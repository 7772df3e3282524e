//! Message record model.

use std::cmp::Ordering;
use std::collections::{BTreeMap, BTreeSet};

use chrono::{DateTime, Utc};
use serde::{Deserialize, Serialize};

use super::SystemFlags;

/// Opaque message identifier, unique within one folder.
pub type Uid = String;

/// Per-message metadata kept in a folder's index.
#[derive(Debug, Clone, PartialEq, Eq, Default, Serialize, Deserialize)]
pub struct MessageRecord {
    /// Message UID.
    pub uid: Uid,
    /// System flags.
    pub flags: SystemFlags,
    /// Free-form labels.
    pub user_flags: BTreeSet<String>,
    /// Key/value tags such as `follow-up`.
    pub user_tags: BTreeMap<String, String>,
    /// Approximate raw message size in bytes.
    pub size: u64,
    /// Date the message was sent.
    pub sent_date: Option<DateTime<Utc>>,
    /// Date the message was received.
    pub received_date: Option<DateTime<Utc>>,
    /// `Message-ID` header value.
    pub message_id: Option<String>,
    /// Message-IDs from `References`/`In-Reply-To`, oldest first.
    pub references: Vec<String>,
    /// `Subject` header.
    pub subject: String,
    /// `From` header.
    pub from: String,
    /// `To` header.
    pub to: String,
    /// `Cc` header.
    pub cc: String,
    /// Mailing list identifier.
    pub mlist: String,
    /// Any other headers kept for searching, keyed by lowercase name.
    pub headers: BTreeMap<String, String>,
}

impl MessageRecord {
    /// Creates an empty record with the given UID.
    pub fn new(uid: impl Into<Uid>) -> Self {
        Self {
            uid: uid.into(),
            ..Self::default()
        }
    }

    /// Sets the system flags.
    #[must_use]
    pub const fn with_flags(mut self, flags: SystemFlags) -> Self {
        self.flags = flags;
        self
    }

    /// Sets the subject.
    #[must_use]
    pub fn with_subject(mut self, subject: impl Into<String>) -> Self {
        self.subject = subject.into();
        self
    }

    /// Sets the sender.
    #[must_use]
    pub fn with_from(mut self, from: impl Into<String>) -> Self {
        self.from = from.into();
        self
    }

    /// Sets the size in bytes.
    #[must_use]
    pub const fn with_size(mut self, size: u64) -> Self {
        self.size = size;
        self
    }

    /// Sets the sent and received dates.
    #[must_use]
    pub const fn with_dates(mut self, sent: DateTime<Utc>, received: DateTime<Utc>) -> Self {
        self.sent_date = Some(sent);
        self.received_date = Some(received);
        self
    }

    /// Sets threading identifiers.
    #[must_use]
    pub fn with_thread(mut self, message_id: impl Into<String>, references: Vec<String>) -> Self {
        self.message_id = Some(message_id.into());
        self.references = references;
        self
    }

    /// Returns a header value by name, ignoring case.
    ///
    /// Summary headers are served from their dedicated fields; anything
    /// else comes from [`MessageRecord::headers`].
    #[must_use]
    pub fn header(&self, name: &str) -> Option<&str> {
        let lower = name.to_ascii_lowercase();
        match lower.as_str() {
            "subject" => Some(self.subject.as_str()),
            "from" => Some(self.from.as_str()),
            "to" => Some(self.to.as_str()),
            "cc" => Some(self.cc.as_str()),
            "x-camel-mlist" | "mlist" => Some(self.mlist.as_str()),
            "message-id" => self.message_id.as_deref(),
            _ => self.headers.get(&lower).map(String::as_str),
        }
        .filter(|value| !value.is_empty())
    }

    /// Renders all known headers as `Name: value` lines.
    #[must_use]
    pub fn header_block(&self) -> String {
        let mut out = String::new();
        let fixed = [
            ("Subject", self.subject.as_str()),
            ("From", self.from.as_str()),
            ("To", self.to.as_str()),
            ("Cc", self.cc.as_str()),
            ("X-Camel-MList", self.mlist.as_str()),
            ("Message-ID", self.message_id.as_deref().unwrap_or_default()),
        ];
        for (name, value) in fixed {
            if !value.is_empty() {
                out.push_str(name);
                out.push_str(": ");
                out.push_str(value);
                out.push('\n');
            }
        }
        if !self.references.is_empty() {
            out.push_str("References: ");
            out.push_str(&self.references.join(" "));
            out.push('\n');
        }
        for (name, value) in &self.headers {
            out.push_str(name);
            out.push_str(": ");
            out.push_str(value);
            out.push('\n');
        }
        out
    }
}

/// Orders UIDs numerically when both are numbers, lexically otherwise.
#[must_use]
pub fn uid_cmp(a: &str, b: &str) -> Ordering {
    match (a.parse::<u64>(), b.parse::<u64>()) {
        (Ok(x), Ok(y)) => x.cmp(&y),
        (Ok(_), Err(_)) => Ordering::Less,
        (Err(_), Ok(_)) => Ordering::Greater,
        (Err(_), Err(_)) => a.cmp(b),
    }
}

/// Sorts UIDs with [`uid_cmp`].
pub fn sort_uids(uids: &mut [Uid]) {
    uids.sort_by(|a, b| uid_cmp(a, b));
}

#[cfg(test)]
mod tests {
    use super::*;

    #[test]
    fn test_header_lookup() {
        let mut record = MessageRecord::new("1").with_subject("Hello");
        record
            .headers
            .insert("x-spam-score".to_string(), "3".to_string());

        assert_eq!(record.header("SUBJECT"), Some("Hello"));
        assert_eq!(record.header("X-Spam-Score"), Some("3"));
        assert_eq!(record.header("from"), None);
    }

    #[test]
    fn test_uid_order() {
        let mut uids: Vec<Uid> = ["10", "9", "abc", "100", "ab"]
            .iter()
            .map(ToString::to_string)
            .collect();
        sort_uids(&mut uids);
        assert_eq!(uids, vec!["9", "10", "100", "ab", "abc"]);
    }
}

- - - - - - -

§ **Aim of the task**
Reproduce, line for line, the material, starting at its first line, and end once the line holding "within one folder." has been output.

§ **Solution for this problem**
repository 7772df3e3282524e
//! Message record model.

use std::cmp::Ordering;
use std::collections::{BTreeMap, BTreeSet};

use chrono::{DateTime, Utc};
use serde::{Deserialize, Serialize};

use super::SystemFlags;

/// Opaque message identifier, unique within one folder.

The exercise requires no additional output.